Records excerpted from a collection
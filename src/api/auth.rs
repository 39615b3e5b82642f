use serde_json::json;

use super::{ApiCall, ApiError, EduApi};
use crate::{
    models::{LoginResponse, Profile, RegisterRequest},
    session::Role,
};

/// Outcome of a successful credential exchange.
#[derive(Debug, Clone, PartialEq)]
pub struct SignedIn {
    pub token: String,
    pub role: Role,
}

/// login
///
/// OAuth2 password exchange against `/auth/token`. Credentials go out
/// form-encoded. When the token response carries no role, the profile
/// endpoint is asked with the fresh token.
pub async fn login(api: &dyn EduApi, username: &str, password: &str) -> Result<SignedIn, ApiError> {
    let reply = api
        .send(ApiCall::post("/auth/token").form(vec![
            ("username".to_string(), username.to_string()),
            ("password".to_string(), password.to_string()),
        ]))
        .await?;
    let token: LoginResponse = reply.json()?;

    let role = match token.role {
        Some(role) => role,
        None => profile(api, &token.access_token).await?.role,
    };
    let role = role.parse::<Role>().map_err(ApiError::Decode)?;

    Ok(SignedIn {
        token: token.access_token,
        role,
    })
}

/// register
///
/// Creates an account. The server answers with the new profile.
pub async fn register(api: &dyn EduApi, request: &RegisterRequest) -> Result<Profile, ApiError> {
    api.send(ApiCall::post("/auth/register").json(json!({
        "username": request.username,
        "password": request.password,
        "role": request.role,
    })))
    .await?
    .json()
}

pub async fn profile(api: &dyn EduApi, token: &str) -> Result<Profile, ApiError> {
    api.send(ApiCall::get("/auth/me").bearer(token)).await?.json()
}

* * *

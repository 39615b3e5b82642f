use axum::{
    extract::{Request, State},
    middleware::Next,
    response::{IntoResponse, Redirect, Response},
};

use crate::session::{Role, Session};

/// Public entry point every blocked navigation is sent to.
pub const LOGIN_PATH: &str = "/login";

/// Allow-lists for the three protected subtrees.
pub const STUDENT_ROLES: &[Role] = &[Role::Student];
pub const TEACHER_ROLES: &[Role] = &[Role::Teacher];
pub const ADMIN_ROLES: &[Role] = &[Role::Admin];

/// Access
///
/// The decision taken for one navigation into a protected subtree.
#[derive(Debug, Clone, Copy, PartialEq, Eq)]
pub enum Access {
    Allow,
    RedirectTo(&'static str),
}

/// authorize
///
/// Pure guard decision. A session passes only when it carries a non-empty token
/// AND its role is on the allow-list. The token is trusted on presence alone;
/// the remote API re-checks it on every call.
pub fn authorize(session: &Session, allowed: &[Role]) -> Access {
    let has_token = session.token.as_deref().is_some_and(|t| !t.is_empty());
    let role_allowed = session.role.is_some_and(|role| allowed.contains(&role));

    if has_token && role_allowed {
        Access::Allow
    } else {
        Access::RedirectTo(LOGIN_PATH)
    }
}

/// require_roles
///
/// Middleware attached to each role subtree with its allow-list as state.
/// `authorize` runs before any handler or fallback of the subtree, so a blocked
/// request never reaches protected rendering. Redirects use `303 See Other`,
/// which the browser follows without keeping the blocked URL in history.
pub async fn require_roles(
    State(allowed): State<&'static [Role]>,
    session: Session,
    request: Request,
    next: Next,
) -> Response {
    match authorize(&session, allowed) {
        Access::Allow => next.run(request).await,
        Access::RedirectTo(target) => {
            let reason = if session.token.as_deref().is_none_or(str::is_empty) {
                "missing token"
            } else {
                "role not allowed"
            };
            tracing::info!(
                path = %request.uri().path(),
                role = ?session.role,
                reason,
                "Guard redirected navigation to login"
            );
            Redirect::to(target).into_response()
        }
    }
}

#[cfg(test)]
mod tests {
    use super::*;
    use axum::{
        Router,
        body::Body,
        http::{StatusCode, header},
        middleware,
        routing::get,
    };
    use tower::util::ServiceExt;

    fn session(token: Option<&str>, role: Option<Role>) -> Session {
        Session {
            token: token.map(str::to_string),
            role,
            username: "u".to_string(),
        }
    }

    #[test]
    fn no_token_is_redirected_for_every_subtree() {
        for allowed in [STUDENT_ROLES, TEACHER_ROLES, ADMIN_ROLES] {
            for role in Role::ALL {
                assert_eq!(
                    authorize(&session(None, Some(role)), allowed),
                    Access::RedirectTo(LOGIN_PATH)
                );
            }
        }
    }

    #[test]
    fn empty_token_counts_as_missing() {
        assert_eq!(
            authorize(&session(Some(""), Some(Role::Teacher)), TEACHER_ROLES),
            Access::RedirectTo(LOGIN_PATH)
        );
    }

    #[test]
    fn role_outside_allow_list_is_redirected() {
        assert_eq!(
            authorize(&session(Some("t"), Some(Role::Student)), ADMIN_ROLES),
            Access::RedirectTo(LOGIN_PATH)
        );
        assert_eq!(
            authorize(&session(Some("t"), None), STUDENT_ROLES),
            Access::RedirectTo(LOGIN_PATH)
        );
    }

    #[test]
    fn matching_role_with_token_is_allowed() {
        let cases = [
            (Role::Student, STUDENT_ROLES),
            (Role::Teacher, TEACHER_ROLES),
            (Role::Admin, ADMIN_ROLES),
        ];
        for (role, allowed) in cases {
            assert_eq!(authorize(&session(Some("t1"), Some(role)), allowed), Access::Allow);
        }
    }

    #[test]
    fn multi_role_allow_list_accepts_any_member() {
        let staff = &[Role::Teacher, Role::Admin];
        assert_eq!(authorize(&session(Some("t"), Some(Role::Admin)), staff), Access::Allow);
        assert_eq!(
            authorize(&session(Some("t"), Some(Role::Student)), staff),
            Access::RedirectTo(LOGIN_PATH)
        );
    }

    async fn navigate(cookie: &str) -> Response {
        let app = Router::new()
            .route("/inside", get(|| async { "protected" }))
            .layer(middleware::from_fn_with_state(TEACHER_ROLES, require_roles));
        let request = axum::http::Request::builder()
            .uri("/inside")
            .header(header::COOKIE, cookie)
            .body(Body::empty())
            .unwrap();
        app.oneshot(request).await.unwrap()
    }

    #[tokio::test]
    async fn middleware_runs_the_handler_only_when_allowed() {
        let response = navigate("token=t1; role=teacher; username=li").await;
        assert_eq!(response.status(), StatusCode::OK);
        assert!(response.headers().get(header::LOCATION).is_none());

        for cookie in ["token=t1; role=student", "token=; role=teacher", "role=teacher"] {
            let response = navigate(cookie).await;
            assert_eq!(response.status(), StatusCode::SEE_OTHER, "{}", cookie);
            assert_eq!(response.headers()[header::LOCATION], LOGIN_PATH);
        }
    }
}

__Exercise__
For the word "cookie", find every line in the data that holds it and copy that line.

__Result for this exercise__
    async fn navigate(cookie: &str) -> Response {
            .header(header::COOKIE, cookie)
        for cookie in ["token=t1; role=student", "token=; role=teacher", "role=teacher"] {
            let response = navigate(cookie).await;
            assert_eq!(response.status(), StatusCode::SEE_OTHER, "{}", cookie);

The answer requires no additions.